[Provided data Boundary: Start]
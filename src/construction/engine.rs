use tracing::{debug, trace};

use crate::error::{GeometryError, Result};

use super::decoration::flag_decorations;
use super::outline::flag_outline;
use super::points::PointSet;
use super::record::ConstructionRecord;
use super::result::{Dimensions, GeometryResult};
use super::steps::{StepOutput, STEPS, STEP_COUNT};

/// Replays the construction steps for a fixed scale unit.
///
/// The engine only holds transient state: every build starts from an empty
/// point set and record list, so repeated builds with the same target are
/// identical. Use one engine per concurrent caller.
#[derive(Debug, Clone)]
pub struct ConstructionEngine {
    unit: f64,
    points: PointSet,
    records: Vec<ConstructionRecord>,
    executed: usize,
}

impl ConstructionEngine {
    /// Creates an engine whose baseline AB has length `scale`.
    ///
    /// Any scale is accepted; a non-positive or non-finite scale produces
    /// degenerate geometry. See [`ConstructionEngine::try_new`].
    #[must_use]
    pub fn new(scale: f64) -> Self {
        Self {
            unit: scale,
            points: PointSet::new(),
            records: Vec::new(),
            executed: 0,
        }
    }

    /// Creates an engine, rejecting scales that cannot produce a flag.
    ///
    /// # Errors
    ///
    /// Returns [`GeometryError::InvalidScale`] if `scale` is not a positive
    /// finite number.
    pub fn try_new(scale: f64) -> Result<Self> {
        if !scale.is_finite() || scale <= 0.0 {
            return Err(GeometryError::InvalidScale(scale).into());
        }
        Ok(Self::new(scale))
    }

    /// Returns the scale unit (length of AB).
    #[must_use]
    pub fn scale(&self) -> f64 {
        self.unit
    }

    /// Points derived by the last build.
    #[must_use]
    pub fn points(&self) -> &PointSet {
        &self.points
    }

    /// Number of steps executed by the last build.
    #[must_use]
    pub fn executed_steps(&self) -> usize {
        self.executed
    }

    /// Runs every construction step.
    pub fn build(&mut self) -> GeometryResult {
        self.replay(STEP_COUNT)
    }

    /// Runs construction steps `1..=target_step`.
    ///
    /// The target is clamped to `[0, STEP_COUNT]`: zero or negative targets
    /// run nothing and yield the placeholder outline, targets past the last
    /// geometric step yield the full construction.
    pub fn build_up_to_step(&mut self, target_step: i64) -> GeometryResult {
        let steps = usize::try_from(target_step).map_or(0, |n| n.min(STEP_COUNT));
        self.replay(steps)
    }

    fn replay(&mut self, steps: usize) -> GeometryResult {
        debug!(scale = self.unit, steps, "building flag construction");
        self.points.clear();
        self.records.clear();

        for (index, step) in STEPS.iter().take(steps).enumerate() {
            let StepOutput { points, records } = step(&self.points, self.unit);
            trace!(
                step = index + 1,
                points = points.len(),
                records = records.len(),
                "construction step"
            );
            for (label, point) in points {
                self.points.define(label, point);
            }
            self.records.extend(records);
        }
        self.executed = steps;

        GeometryResult {
            outline: flag_outline(&self.points, self.unit),
            decorations: flag_decorations(&self.points, steps, self.unit),
            dimensions: Dimensions::for_unit(self.unit),
            construction_lines: self.records.clone(),
        }
    }
}

#[cfg(test)]
#[allow(clippy::unwrap_used)]
mod tests {
    use approx::{assert_abs_diff_eq, assert_relative_eq};
    use proptest::prelude::*;

    use super::*;
    use crate::construction::label::PointLabel;
    use crate::construction::steps::{MOON_STEP, SUN_STEP};
    use crate::math::distance_2d::distance_2d;
    use crate::math::Point2;

    fn init_tracing() {
        let _ = tracing_subscriber::fmt()
            .with_env_filter(tracing_subscriber::EnvFilter::from_default_env())
            .with_test_writer()
            .try_init();
    }

    fn assert_results_close(a: &GeometryResult, b: &GeometryResult) {
        assert_eq!(a.outline.len(), b.outline.len());
        for (p, q) in a.outline.iter().zip(&b.outline) {
            assert_abs_diff_eq!(p, q, epsilon = 1e-9);
        }
        assert_eq!(a.construction_lines.len(), b.construction_lines.len());
        for (r, s) in a.construction_lines.iter().zip(&b.construction_lines) {
            assert_eq!(r.kind, s.kind);
            assert_eq!(r.label, s.label);
            assert_eq!(r.points.len(), s.points.len());
            for (p, q) in r.points.iter().zip(&s.points) {
                assert_abs_diff_eq!(p, q, epsilon = 1e-9);
            }
        }
        assert_eq!(a.decorations.len(), b.decorations.len());
    }

    #[test]
    fn c_is_four_thirds_up_the_hoist() {
        init_tracing();
        let mut engine = ConstructionEngine::new(100.0);
        engine.build_up_to_step(2);
        let c = engine.points().get(PointLabel::C).unwrap();
        assert_abs_diff_eq!(c, Point2::new(0.0, 400.0 / 3.0), epsilon = 1e-9);
    }

    #[test]
    fn d_and_e_at_scale_100() {
        let mut engine = ConstructionEngine::new(100.0);
        engine.build_up_to_step(4);
        let pts = engine.points();
        let b = pts.get(PointLabel::B).unwrap();
        let d = pts.get(PointLabel::D).unwrap();
        let e = pts.get(PointLabel::E).unwrap();
        assert_abs_diff_eq!(d, Point2::new(0.0, 100.0), epsilon = 1e-9);
        assert_relative_eq!(distance_2d(&b, &e), 100.0, epsilon = 1e-9);
        // E lies between B and D.
        assert!(e.x > 0.0 && e.x < 100.0);
        assert!(e.y > 0.0 && e.y < 100.0);
    }

    #[test]
    fn step_zero_uses_placeholder_outline() {
        let mut engine = ConstructionEngine::new(100.0);
        let result = engine.build_up_to_step(0);
        assert!(result.construction_lines.is_empty());
        assert!(result.decorations.is_empty());
        assert!(engine.points().is_empty());
        assert_eq!(result.outline.len(), 5);
        let expected = [
            Point2::new(0.0, 0.0),
            Point2::new(100.0, 0.0),
            Point2::new(100.0, 100.0),
            Point2::new(100.0, 100.0),
            Point2::new(0.0, 400.0 / 3.0),
        ];
        for (got, want) in result.outline.iter().zip(&expected) {
            assert_abs_diff_eq!(got, want, epsilon = 1e-9);
        }
    }

    #[test]
    fn negative_and_overshooting_targets_are_clamped() {
        let mut engine = ConstructionEngine::new(50.0);
        let negative = engine.build_up_to_step(-7);
        let zero = engine.build_up_to_step(0);
        assert_eq!(negative, zero);

        let over = engine.build_up_to_step(24);
        assert_eq!(engine.executed_steps(), STEP_COUNT);
        let full = engine.build_up_to_step(22);
        assert_eq!(over, full);
    }

    #[test]
    fn build_equals_last_step() {
        let mut engine = ConstructionEngine::new(73.5);
        let full = engine.build();
        let stepped = engine.build_up_to_step(22);
        assert_eq!(full, stepped);
    }

    #[test]
    fn rebuilding_is_idempotent() {
        let mut engine = ConstructionEngine::new(100.0);
        for step in 0..=22 {
            let first = engine.build_up_to_step(step);
            let second = engine.build_up_to_step(step);
            assert_eq!(first, second, "step {step}");
        }
    }

    #[test]
    fn shorter_build_after_longer_discards_state() {
        let mut engine = ConstructionEngine::new(100.0);
        engine.build();
        let partial = engine.build_up_to_step(3);
        let fresh = ConstructionEngine::new(100.0).build_up_to_step(3);
        assert_eq!(partial, fresh);
        assert!(engine.points().get(PointLabel::E).is_none());
    }

    #[test]
    fn records_grow_as_a_prefix() {
        let mut engine = ConstructionEngine::new(100.0);
        for step in 1..22 {
            let shorter = engine.build_up_to_step(step).construction_lines;
            let longer = engine.build_up_to_step(step + 1).construction_lines;
            assert!(longer.len() >= shorter.len());
            assert_eq!(&longer[..shorter.len()], &shorter[..], "step {step}");
        }
    }

    #[test]
    fn decorations_appear_at_their_steps() {
        let mut engine = ConstructionEngine::new(100.0);
        for step in 0..=24_i64 {
            let result = engine.build_up_to_step(step);
            let executed = engine.executed_steps();
            let moons = result
                .decorations
                .iter()
                .filter(|d| d.kind.ray_count() == 8)
                .count();
            let suns = result
                .decorations
                .iter()
                .filter(|d| d.kind.ray_count() == 12)
                .count();
            assert_eq!(moons, usize::from(executed >= MOON_STEP), "step {step}");
            assert_eq!(suns, usize::from(executed >= SUN_STEP), "step {step}");
        }
    }

    #[test]
    fn emblems_sit_on_m_and_w() {
        let mut engine = ConstructionEngine::new(120.0);
        let result = engine.build();
        let pts = engine.points();
        let moon = result.moon().unwrap();
        let sun = result.sun().unwrap();
        assert_eq!(moon.position, pts.get(PointLabel::M).unwrap());
        assert_eq!(sun.position, pts.get(PointLabel::W).unwrap());
        assert_relative_eq!(moon.size, 15.0);
        assert_relative_eq!(sun.size, 20.0);
    }

    #[test]
    fn full_outline_is_the_pennant() {
        let mut engine = ConstructionEngine::new(100.0);
        let result = engine.build();
        let pts = engine.points();
        let expected: Vec<_> = [
            PointLabel::A,
            PointLabel::B,
            PointLabel::E,
            PointLabel::G,
            PointLabel::C,
        ]
        .iter()
        .map(|&l| pts.get(l).unwrap())
        .collect();
        assert_eq!(result.outline, expected);
        assert_relative_eq!(result.dimensions.width, 100.0);
        assert_relative_eq!(result.dimensions.height, 100.0 * 4.0 / 3.0);
    }

    #[test]
    fn moon_sits_above_sun() {
        let mut engine = ConstructionEngine::new(100.0);
        let result = engine.build();
        assert!(result.moon().unwrap().position.y > result.sun().unwrap().position.y);
    }

    #[test]
    fn full_build_record_count() {
        let result = ConstructionEngine::new(100.0).build();
        assert_eq!(result.construction_lines.len(), 25);
        assert!(result.construction_lines.iter().all(|r| !r.points.is_empty()));
    }

    #[test]
    fn try_new_rejects_bad_scale() {
        assert!(ConstructionEngine::try_new(0.0).is_err());
        assert!(ConstructionEngine::try_new(-1.0).is_err());
        assert!(ConstructionEngine::try_new(f64::NAN).is_err());
        assert!(ConstructionEngine::try_new(f64::INFINITY).is_err());
        assert_relative_eq!(ConstructionEngine::try_new(2.5).unwrap().scale(), 2.5);
    }

    proptest! {
        #[test]
        fn geometry_scales_linearly(scale in 0.5f64..500.0, step in 0i64..=22) {
            let base = ConstructionEngine::new(1.0).build_up_to_step(step);
            let scaled = ConstructionEngine::new(scale).build_up_to_step(step);

            prop_assert_eq!(base.outline.len(), scaled.outline.len());
            for (p, q) in base.outline.iter().zip(&scaled.outline) {
                prop_assert!((p.x * scale - q.x).abs() <= 1e-9 * scale);
                prop_assert!((p.y * scale - q.y).abs() <= 1e-9 * scale);
            }
            prop_assert_eq!(base.construction_lines.len(), scaled.construction_lines.len());
            for (r, s) in base.construction_lines.iter().zip(&scaled.construction_lines) {
                for (p, q) in r.points.iter().zip(&s.points) {
                    prop_assert!((p.x * scale - q.x).abs() <= 1e-9 * scale);
                    prop_assert!((p.y * scale - q.y).abs() <= 1e-9 * scale);
                }
            }
        }

        #[test]
        fn records_are_a_prefix_at_any_scale(scale in 0.5f64..500.0, step in 0i64..22) {
            let mut engine = ConstructionEngine::new(scale);
            let shorter = engine.build_up_to_step(step);
            let longer = engine.build_up_to_step(step + 1);
            prop_assert!(longer.construction_lines.starts_with(&shorter.construction_lines));
        }

        #[test]
        fn independent_engines_agree(scale in 0.5f64..500.0, step in -3i64..30) {
            let a = ConstructionEngine::new(scale).build_up_to_step(step);
            let b = ConstructionEngine::new(scale).build_up_to_step(step);
            assert_results_close(&a, &b);
        }
    }
}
[Provided data Boundary: End]
Task: Of all the entries above, repeat only the lines from the line that has "let result = ConstructionEngine::new(100.0).build();" to the line that has "assert!(ConstructionEngine::try_new(-1.0).is_err());", both lines included, exactly.

Output of the task:
        let result = ConstructionEngine::new(100.0).build();
        assert_eq!(result.construction_lines.len(), 25);
        assert!(result.construction_lines.iter().all(|r| !r.points.is_empty()));
    }

    #[test]
    fn try_new_rejects_bad_scale() {
        assert!(ConstructionEngine::try_new(0.0).is_err());
        assert!(ConstructionEngine::try_new(-1.0).is_err());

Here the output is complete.